EX-10 3 exhibit1.htm EXHIBIT 10.1 Prime-Libor.rzs

EXHIBIT 10.1

PROMISSORY NOTE

$60,000,000

New York, New York
October 7, 2002

     FOR VALUE RECEIVED, Burlington Coat Factory Warehouse Corporation (the "Borrower"), HEREBY PROMISES TO PAY to the order of JPMORGAN CHASE BANK (the "Bank"), at its offices located at 1411 Broadway, 5th Floor, New York, NY 100018, or at such other place as the Bank or any holder hereof may from time to time designate, the principal sum of sixty million DOLLARS ($60,000), or such lesser amount as may constitute the outstanding balance hereof, in lawful money of the United States, on the earlier of (i) December 15, 2002 ("Termination Date") or (ii) the date set forth in Grid Schedule hereto as the maturity date for each Loan (as hereinafter defined) made hereunder ("Maturity Date"), (or earlier as hereinafter referred to), and to pay interest in like money at such office or place from the date hereof on the unpaid principal balance of each Loan (as hereinafter defined) made hereunder at a rate equal to the Applicable Interest Rate (as hereinafter defined and computed on the basis of the actual number of days elapsed on the basis of a 360-day year) for such Loan, which shall be payable on the last day of the Interest Period relating to such Loan and, if such Interest Period is greater than three (3) months, at three (3) month intervals after such Loan is made, until such Loan shall be due and payable (whether at maturity, by acceleration or otherwise) and thereafter, on demand. Interest on any past due amount, whether at the due date thereof or by acceleration or upon default, shall be payable at a rate two percent (2%) per annum above the Bank's Prime Rate which rate shall be computed for actual number of days elapsed on the basis of a 360-day year and shall be adjusted as of the date of each such change, but in no event higher than the maximum permitted under applicable law. "Prime Rate" shall mean the rate of interest as is publicly announced at the Bank's principal office from time to time as its Prime Rate.

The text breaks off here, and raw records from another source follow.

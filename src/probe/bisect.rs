// probe/bisect.rs — Adaptive bisection over the good/bad block boundary.
// Migrated from write_bisect_blocks / is_block_good / probe_bisect_blocks /
// bisect (libprobe.c).

use std::time::Instant;

use crate::device::Device;
use crate::error::ProbeError;
use crate::probe::reset::{high_level_reset, retry_once, write_stamped_blocks};
use crate::probe::stats::{estimate_n_bisect_blocks, BisectStats};
use crate::stamp::classify_block;

/// Reads the block at `pos` and reports whether it still carries a valid
/// stamp for exactly that position. Equivalent to `is_block_good`.
pub fn is_block_good(dev: &mut dyn Device, pos: u64, salt: u64) -> Result<bool, ProbeError> {
    let block_order = dev.block_order();
    let block_size = 1usize << block_order;
    let mut buf = vec![0u8; block_size];
    retry_once(|| dev.read_blocks(&mut buf, pos, pos))?;
    let expected_offset = pos << block_order;
    Ok(matches!(
        classify_block(&buf, block_order, expected_offset, salt),
        crate::stamp::BlockState3::Good
    ))
}

/// Linear sampling coefficients for one bisection pass: samples are taken
/// at positions `b, b+a, b+2a, ..., b + max_idx*a`, all strictly inside
/// `(left_pos, right_pos)`. Equivalent to the `(a, b, max_idx)` triple
/// `write_bisect_blocks` computes.
pub struct BisectCoeffs {
    pub a: u64,
    pub b: u64,
    pub max_idx: u64,
}

/// Writes up to `n_blocks` stamped trial blocks spaced linearly across the
/// gap `(left_pos, right_pos)`, returning the coefficients used so the
/// caller can binary-search the same positions by reading them back.
/// Equivalent to `write_bisect_blocks`.
pub fn write_bisect_blocks(
    dev: &mut dyn Device,
    left_pos: u64,
    right_pos: u64,
    n_blocks: u64,
    salt: u64,
) -> Result<BisectCoeffs, ProbeError> {
    assert!(n_blocks >= 1);
    assert!(left_pos < right_pos);
    assert!(right_pos - left_pos >= 2);

    let mut b = left_pos + 1;
    let span = (right_pos - b - 1) as f64;
    let mut a = (span / (n_blocks as f64 + 1.0)).round() as u64;
    if a == 0 {
        a = 1;
    }
    let mut max_idx = (right_pos - b - 1) / a;
    if max_idx >= n_blocks {
        // Shift the zero of the sampling function to the right so the
        // leftmost (already-known-good) block is never resampled.
        b += a;
        max_idx = n_blocks - 1;
    }
    let last_pos = a * max_idx + b;
    assert!(last_pos < right_pos);

    let mut pos = b;
    while pos <= last_pos {
        write_stamped_blocks(dev, pos, pos, salt)?;
        pos += a;
    }

    Ok(BisectCoeffs { a, b, max_idx })
}

/// Binary-searches the positions laid out by [`write_bisect_blocks`],
/// narrowing `left_pos`/`right_pos` to the tightest good/bad boundary the
/// sampled positions reveal. Equivalent to `probe_bisect_blocks`.
pub fn probe_bisect_blocks(
    dev: &mut dyn Device,
    left_pos: &mut u64,
    right_pos: &mut u64,
    salt: u64,
    coeffs: &BisectCoeffs,
) -> Result<(), ProbeError> {
    let mut left_idx: i64 = 0;
    let mut right_idx: i64 = coeffs.max_idx as i64;
    while left_idx <= right_idx {
        let idx = (left_idx + right_idx) / 2;
        let pos = coeffs.a * idx as u64 + coeffs.b;
        if is_block_good(dev, pos, salt)? {
            left_idx = idx + 1;
            *left_pos = pos;
        } else {
            right_idx = idx - 1;
            *right_pos = pos;
        }
    }
    Ok(())
}

/// Narrows the gap `(left_pos, right_pos)` — `left_pos` known good,
/// `right_pos` known bad — down to a single-block boundary, amortizing
/// reset cost by writing several trial blocks per pass (spec §4.7.4).
/// Equivalent to `bisect`.
pub fn bisect(
    dev: &mut dyn Device,
    stats: &mut BisectStats,
    mut left_pos: u64,
    right_pos: &mut u64,
    reset_pos: u64,
    cache_size_block: u64,
    need_reset: bool,
    salt: u64,
) -> Result<(), ProbeError> {
    assert!(*right_pos > left_pos);
    let mut gap = *right_pos - left_pos;

    while gap >= 2 {
        let n_blocks = estimate_n_bisect_blocks(stats);

        let t1 = Instant::now();
        let coeffs = write_bisect_blocks(dev, left_pos, *right_pos, n_blocks, salt)?;
        stats.record_writes(coeffs.max_idx + 1, t1.elapsed().as_micros() as u64);

        let t2 = Instant::now();
        high_level_reset(dev, reset_pos, cache_size_block, need_reset, salt)?;
        stats.record_reset(t2.elapsed().as_micros() as u64);

        probe_bisect_blocks(dev, &mut left_pos, right_pos, salt, &coeffs)?;

        gap = *right_pos - left_pos;
    }
    assert_eq!(gap, 1);
    Ok(())
}

#[cfg(test)]
mod tests {
    use super::*;
    use crate::device::file_emulator::FileDevice;
    use tempfile::tempdir;

    #[test]
    fn bisect_converges_to_a_single_block_gap() {
        let dir = tempdir().unwrap();
        let path = dir.path().join("bisect.img");
        let order = 9u32;
        // real = 256 blocks, announced = 1024 blocks: everything past 256 is bad.
        let real_blocks = 256u64;
        let announced_blocks = 1024u64;
        let mut dev = FileDevice::create(
            path,
            real_blocks << order,
            announced_blocks << order,
            63,
            order,
            None,
            false,
            false,
        )
        .unwrap();

        let salt = 0x1234_5678_9abc_def0;
        let mut stats = BisectStats::new();
        let mut right_pos = announced_blocks;
        bisect(&mut dev, &mut stats, 0, &mut right_pos, 0, 0, false, salt).unwrap();

        assert_eq!(right_pos, real_blocks);
    }
}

     Interest/Grid Schedule

     The Bank is authorized to enter on the Grid Schedule attached hereto (i) the amount of each Loan made from time to time hereunder, (ii) the date on which each Loan is made, (iii) the date on which each Loan shall be due and payable to the Bank which in no event shall be later than the Termination Date, (iv) the interest rate agreed between the Borrower and the Bank as the interest rate to be paid to the Bank on each Loan (each such rate, the "Applicable Interest Rate"), which rate, at the Borrower's option in accordance herewith, shall be at (a) the Prime Rate (the "Prime Rate Loan(s)"), or (b) the Adjusted Eurodollar Rate (as hereafter defined) plus 0.75% (the "Eurodollar Loan"), (v) the amount of each payment made hereunder, and (vi) the outstanding principal balance of the Loans hereunder from time to time, all of which entries, in the absence of manifest error, shall be rebuttably presumed correct and binding on the Borrower; provided, however, that the failure of the Bank to make any such entries shall not relieve the Borrower from its obligation to pay any amount due hereunder.

     Prepayment

     The Borrower shall not have the right to prepay any Loan, other than Loans based on the Prime Rate, prior to the Maturity Date of such Loan. In the event the Borrower does prepay a Eurodollar Loan prior to the Maturity Date, the Borrower shall reimburse the Bank on demand for any loss incurred or to be incurred by it in the reemployment of the funds released by any prepayment.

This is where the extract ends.